My sister was also studying computer science (several years older than me) and she served as a great role model for me in terms of preparing for the work world, joining Society of Women Engineers, and she actually connected me to my first internship for my freshman year summer.

I enjoyed the practical application that internships provided. Theory from school was hard to grasp, and I felt like there was great purpose and meaning in being able to contribute to a team in the workplace.

I would encourage students to keep applying, networking, brushing up resume and interview skills. The more exposure and outreach you can do, the higher your chances.


Q4. For students that would be interested in following your path and working as a software engineer and to give them an idea what would be involved, could you describe what a typical week at work was like?

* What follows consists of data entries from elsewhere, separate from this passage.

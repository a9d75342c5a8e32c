//! Shape and Strides - Tensor Dimension Management
//!
//! Shapes, strides, memory layout tags and broadcasting rules shared by the
//! tensor type, the reference kernels and the graph shape propagator.
//!
//! @version 0.1.0
//! @author `AutomataNexus` Development Team

use serde::{Deserialize, Serialize};
use smallvec::SmallVec;

use crate::error::{TensorError, TensorResult};

// =============================================================================
// Type Aliases
// =============================================================================

/// Shape type - dimensions of a tensor.
/// Uses `SmallVec` for stack allocation of small shapes (up to 6 dimensions).
pub type Shape = SmallVec<[usize; 6]>;

/// Strides type - step sizes for each dimension.
pub type Strides = SmallVec<[isize; 6]>;

// =============================================================================
// Layout
// =============================================================================

/// Memory layout tag of a tensor or graph value.
#[derive(Debug, Clone, Copy, PartialEq, Eq, Hash, Serialize, Deserialize)]
pub enum Layout {
    /// Dense row-major.
    Contiguous,
    /// Dense channel-last (NHWC order for 4-d tensors).
    ChannelsLast,
    /// Any other strided arrangement, e.g. a permuted view.
    Strided,
}

impl Default for Layout {
    fn default() -> Self {
        Self::Contiguous
    }
}

// =============================================================================
// Shape Utilities
// =============================================================================

/// Computes the total number of elements from a shape.
#[must_use]
pub fn numel(shape: &[usize]) -> usize {
    shape.iter().product()
}

/// Computes row-major (C-order) strides for a shape.
#[must_use]
pub fn contiguous_strides(shape: &[usize]) -> Strides {
    let mut strides = Strides::with_capacity(shape.len());
    let mut stride = 1isize;

    for &dim in shape.iter().rev() {
        strides.push(stride);
        stride *= dim.max(1) as isize;
    }

    strides.reverse();
    strides
}

/// Checks if strides represent a contiguous memory layout.
#[must_use]
pub fn is_contiguous(shape: &[usize], strides: &[isize]) -> bool {
    let expected = contiguous_strides(shape);
    shape
        .iter()
        .zip(strides.iter().zip(expected.iter()))
        .all(|(&dim, (&s, &e))| dim <= 1 || s == e)
}

/// Computes the storage offset from multi-dimensional indices.
#[must_use]
pub fn linear_index(indices: &[usize], strides: &[isize]) -> isize {
    debug_assert_eq!(indices.len(), strides.len());

    indices
        .iter()
        .zip(strides.iter())
        .map(|(&idx, &stride)| idx as isize * stride)
        .sum()
}

/// Converts a linear index to multi-dimensional indices.
#[must_use]
pub fn unravel_index(mut linear: usize, shape: &[usize]) -> Shape {
    let mut indices: Shape = smallvec::smallvec![0; shape.len()];

    for (i, &dim) in shape.iter().enumerate().rev() {
        if dim == 0 {
            continue;
        }
        indices[i] = linear % dim;
        linear /= dim;
    }

    indices
}

/// Normalizes a possibly negative dimension index.
pub fn normalize_dim(dim: i64, ndim: usize) -> TensorResult<usize> {
    let resolved = if dim < 0 { dim + ndim as i64 } else { dim };
    if resolved < 0 || resolved >= ndim as i64 {
        return Err(TensorError::InvalidDimension { index: dim, ndim });
    }
    Ok(resolved as usize)
}

// =============================================================================
// Broadcasting
// =============================================================================

/// Computes the broadcast shape of two shapes following `NumPy` rules.
pub fn broadcast_shape(shape1: &[usize], shape2: &[usize]) -> TensorResult<Shape> {
    let max_ndim = shape1.len().max(shape2.len());
    let mut result = Shape::with_capacity(max_ndim);

    for i in 0..max_ndim {
        let d1 = if i < shape1.len() {
            shape1[shape1.len() - 1 - i]
        } else {
            1
        };
        let d2 = if i < shape2.len() {
            shape2[shape2.len() - 1 - i]
        } else {
            1
        };

        if d1 == d2 || d2 == 1 {
            result.push(d1);
        } else if d1 == 1 {
            result.push(d2);
        } else {
            return Err(TensorError::BroadcastError {
                shape1: shape1.to_vec(),
                shape2: shape2.to_vec(),
            });
        }
    }

    result.reverse();
    Ok(result)
}

/// Computes broadcast strides for a shape to match a target shape.
#[must_use]
pub fn broadcast_strides(shape: &[usize], strides: &[isize], target_shape: &[usize]) -> Strides {
    let mut result = Strides::with_capacity(target_shape.len());
    let shape_offset = target_shape.len() - shape.len();

    for (i, &target_dim) in target_shape.iter().enumerate() {
        if i < shape_offset {
            result.push(0);
        } else {
            let orig_idx = i - shape_offset;
            if shape[orig_idx] == target_dim {
                result.push(strides[orig_idx]);
            } else {
                result.push(0);
            }
        }
    }

    result
}

// =============================================================================
// Shape Manipulation
// =============================================================================

/// Resolves a reshape target, supporting a single inferred `-1` dimension.
pub fn reshape(old_shape: &[usize], new_shape: &[i64]) -> TensorResult<Shape> {
    let old_numel = numel(old_shape);
    let mut result = Shape::with_capacity(new_shape.len());
    let mut infer_idx = None;
    let mut known_numel = 1usize;

    for (i, &dim) in new_shape.iter().enumerate() {
        if dim == -1 {
            if infer_idx.is_some() {
                return Err(TensorError::invalid_operation(
                    "Can only have one -1 in reshape",
                ));
            }
            infer_idx = Some(i);
            result.push(0);
        } else if dim < 0 {
            return Err(TensorError::invalid_operation(
                "Invalid dimension in reshape",
            ));
        } else {
            known_numel *= dim as usize;
            result.push(dim as usize);
        }
    }

    if let Some(idx) = infer_idx {
        if known_numel == 0 || old_numel % known_numel != 0 {
            return Err(TensorError::invalid_operation(
                "Cannot infer dimension: not evenly divisible",
            ));
        }
        result[idx] = old_numel / known_numel;
    } else if known_numel != old_numel {
        return Err(TensorError::shape_mismatch(old_shape, &result));
    }

    Ok(result)
}

/// Validates a permutation and returns the permuted shape.
pub fn permute_shape(shape: &[usize], dims: &[usize]) -> TensorResult<Shape> {
    if dims.len() != shape.len() {
        return Err(TensorError::invalid_operation(format!(
            "Expected {} dimensions in permute, got {}",
            shape.len(),
            dims.len()
        )));
    }

    let mut seen = vec![false; shape.len()];
    for &d in dims {
        if d >= shape.len() {
            return Err(TensorError::InvalidDimension {
                index: d as i64,
                ndim: shape.len(),
            });
        }
        if seen[d] {
            return Err(TensorError::invalid_operation(
                "Duplicate dimension in permute",
            ));
        }
        seen[d] = true;
    }

    Ok(dims.iter().map(|&d| shape[d]).collect())
}

/// Computes the output spatial extent of a sliding window.
#[must_use]
pub fn window_output_size(
    input: usize,
    kernel: usize,
    stride: usize,
    padding: usize,
    dilation: usize,
    ceil_mode: bool,
) -> usize {
    let effective = dilation * (kernel.max(1) - 1) + 1;
    let padded = input + 2 * padding;
    if padded < effective {
        return 0;
    }
    let span = padded - effective;
    let stride = stride.max(1);
    let mut out = if ceil_mode {
        span.div_ceil(stride) + 1
    } else {
        span / stride + 1
    };
    // The last window must start inside the input or the left padding.
    if ceil_mode && (out - 1) * stride >= input + padding {
        out -= 1;
    }
    out
}

// =============================================================================
// Tests
// =============================================================================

A typical work week as a software engineer at Google was mostly coding(for new features or fixing bugs), having team meetings, working with designers or product managers, and also doing code reviews with other engineers. For big features, sometimes it involves discussing with other teams and coming up with a design document to agree on things upfront. It’s highly collaborative and for me, it was great to have senior engineers nearby so I could ask questions for anything I needed help on. Later on, as I became more senior, I would mentor interns or recent grads and help guide them on their work assignments.


Q5. You have worked on many projects, out of all those projects, which one did you enjoy the most and why?

I really enjoyed working on Google Keep because our team built it from the ground up. To go from mockups from a designer to a rough prototype and testing it on colleagues, to building a full production app with real users in the public was amazing. It gives me enormous satisfaction and pride that we did it! And also it’s so heartwarming to hear when people really enjoy using the app in their daily lives.

I really enjoyed that aspect of Android development – being able to share my work with friends and family members and have them use the apps I worked on!


Q6. The last question, what advice would you give to someone that would be interested in a career as a software engineer?

I would encourage them to start building! Whatever interests them! That is the best way to learn. And get people’s feedback and tweak it. When users spot a bug, it will motivate you to want to fix it and improve the app for them.

Also working with peers or more senior engineers will help you get up to speed so much faster. Don’t be afraid to ask for help!

I was always more interested in the human impact of what we can build as software engineers. I think there is so much more potential for apps that improve people’s lives – whether it’s in education, healthcare, agriculture, finance, small businesses, etc.. and I hope that future engineers are bold enough to transform these industries with new technologies. I also hope that future engineers understand the nuances of what technology *cannot* be used to replace. Empathy and staying ethical as engineers are super important.


From software engineer to now an author of your first book “Use Your Voice”. You showed that you can do anything if you set your mind to it, and a message to everyone following you on your amazing journey which I feel is to follow your passion, and I hope you will keep sharing your amazing journey with everyone! So one little last question, any hints of what 2018 has in store for those following your journey?

Thank you so much!! Haha, I honestly don’t know what’s next for me! I want to stay healthy in mind and body, so taking care of myself is a big priority after years of working too much!(yikes), I love creating new things for the world, teaching/sharing what I know, and learning new things, so I hope to have plenty of time for ALL of that this year! 😉


I hope you have found this interview with Katherine helpful and gives you a better understanding of what being a Software Engineer is like, and her advice if you are interested in a career as a Software Engineer.